**What you should do**
List all lines of the data that include the string "Lovelace".
____ Data extracts
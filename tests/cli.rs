use std::path::Path;

use assert_cmd::Command;
use predicates::prelude::*;
use tempfile::TempDir;

const STATEMENT: &str = "\
Date,Description,Amount
01/31/2025,ACME CORP PAYROLL,1000.00
01/05/2025,RENT PAYMENT,-400.00
";

const FINWISE_VARS: &[&str] = &[
    "FINWISE_API_KEY",
    "FINWISE_AUTH_DOMAIN",
    "FINWISE_PROJECT_ID",
    "FINWISE_STORAGE_BUCKET",
    "FINWISE_MESSAGING_SENDER_ID",
    "FINWISE_APP_ID",
    "FINWISE_EXTRACTOR_URL",
    "FINWISE_LOG",
];

fn finwise(home: &Path, configured: bool) -> Command {
    let mut cmd = Command::cargo_bin("finwise").unwrap();
    cmd.current_dir(home).env("HOME", home).env("NO_COLOR", "1");
    for var in FINWISE_VARS {
        cmd.env_remove(var);
    }
    if configured {
        cmd.env("FINWISE_API_KEY", "test-key")
            .env("FINWISE_PROJECT_ID", "finwise-test");
    }
    cmd
}

fn init(home: &TempDir) {
    let data_dir = home.path().join("data");
    finwise(home.path(), false)
        .args(["init", "--data-dir"])
        .arg(&data_dir)
        .assert()
        .success()
        .stdout(predicate::str::contains("Initialized finwise"));
}

fn register(home: &TempDir) {
    finwise(home.path(), true)
        .args([
            "register",
            "--first-name",
            "Ada",
            "--last-name",
            "Lovelace",
            "--email",
            "ada@example.com",
            "--password-stdin",
        ])
        .write_stdin("secret123\n")
        .assert()
        .success()
        .stdout(predicate::str::contains("Ada Lovelace"));
}

#[test]
fn status_without_config_reports_services_unavailable() {
    let home = TempDir::new().unwrap();
    finwise(home.path(), false)
        .arg("status")
        .assert()
        .success()
        .stdout(predicate::str::contains("services unavailable"));
}

#[test]
fn commands_without_config_exit_cleanly() {
    let home = TempDir::new().unwrap();
    finwise(home.path(), false)
        .arg("history")
        .assert()
        .success()
        .stdout(predicate::str::contains("Backend services unavailable"));
    assert!(!home.path().join(".local/share/finwise").exists());
}

#[test]
fn dotenv_file_supplies_backend_config() {
    let home = TempDir::new().unwrap();
    init(&home);
    std::fs::write(
        home.path().join(".env"),
        "FINWISE_API_KEY=from-dotenv\nFINWISE_PROJECT_ID=dotenv-project\n",
    )
    .unwrap();
    finwise(home.path(), false)
        .arg("status")
        .assert()
        .success()
        .stdout(predicate::str::contains("dotenv-project"))
        .stdout(predicate::str::contains("not signed in"));
}

#[test]
fn register_upload_and_review_history() {
    let home = TempDir::new().unwrap();
    init(&home);
    register(&home);

    let cookie = home.path().join("data/cookies/token");
    let content = std::fs::read_to_string(&cookie).unwrap();
    assert!(content.starts_with("token="));
    assert!(content.contains("SameSite=Strict"));

    let statement = home.path().join("jan.csv");
    std::fs::write(&statement, STATEMENT).unwrap();
    finwise(home.path(), true)
        .arg("upload")
        .arg(&statement)
        .assert()
        .success()
        .stdout(predicate::str::contains("2 transactions extracted"))
        .stdout(predicate::str::contains("Total Balance"))
        .stdout(predicate::str::contains("$600.00"))
        .stdout(predicate::str::contains("60.0%"));

    finwise(home.path(), true)
        .arg("history")
        .assert()
        .success()
        .stdout(predicate::str::contains("jan.csv"));

    finwise(home.path(), true)
        .arg("status")
        .assert()
        .success()
        .stdout(predicate::str::contains("signed in as Ada Lovelace"));

    finwise(home.path(), true).arg("logout").assert().success();
    assert!(!cookie.exists());

    finwise(home.path(), true)
        .arg("history")
        .assert()
        .failure()
        .stderr(predicate::str::contains("Not signed in"));
}

#[test]
fn login_with_wrong_password_fails() {
    let home = TempDir::new().unwrap();
    init(&home);
    register(&home);
    finwise(home.path(), true).arg("logout").assert().success();

    finwise(home.path(), true)
        .args(["login", "--email", "ada@example.com", "--password-stdin"])
        .write_stdin("not-the-password\n")
        .assert()
        .failure()
        .stderr(predicate::str::contains("Authentication failed"));

    finwise(home.path(), true)
        .args(["login", "--email", "ada@example.com", "--password-stdin"])
        .write_stdin("secret123\n")
        .assert()
        .success()
        .stdout(predicate::str::contains("Signed in as"));
}

#[test]
fn profile_edit_and_manual_transactions() {
    let home = TempDir::new().unwrap();
    init(&home);
    register(&home);

    finwise(home.path(), true)
        .args(["profile", "edit", "--city", "London", "--phone", "555-0100"])
        .assert()
        .success()
        .stdout(predicate::str::contains("Profile updated"));
    finwise(home.path(), true)
        .args(["profile", "show"])
        .assert()
        .success()
        .stdout(predicate::str::contains("London"))
        .stdout(predicate::str::contains("555-0100"));

    finwise(home.path(), true)
        .args([
            "transactions",
            "add",
            "expense",
            "12.50",
            "--category",
            "food",
            "--date",
            "2025-03-01",
            "--description",
            "Lunch",
        ])
        .assert()
        .success()
        .stdout(predicate::str::contains("Added expense $12.50 (Food)"));
    finwise(home.path(), true)
        .args(["transactions", "list"])
        .assert()
        .success()
        .stdout(predicate::str::contains("Lunch"));

    finwise(home.path(), true)
        .args(["transactions", "add", "expense", "5", "--category", "Lottery"])
        .assert()
        .failure()
        .stderr(predicate::str::contains("Unknown category"));
}

#[test]
fn unsupported_statement_type_is_rejected() {
    let home = TempDir::new().unwrap();
    init(&home);
    register(&home);
    let statement = home.path().join("jan.xlsx");
    std::fs::write(&statement, "not a statement").unwrap();
    finwise(home.path(), true)
        .arg("upload")
        .arg(&statement)
        .assert()
        .failure()
        .stderr(predicate::str::contains("Unsupported file"));
}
________
**Answer**
            "Lovelace",
        .stdout(predicate::str::contains("Ada Lovelace"));
        .stdout(predicate::str::contains("signed in as Ada Lovelace"));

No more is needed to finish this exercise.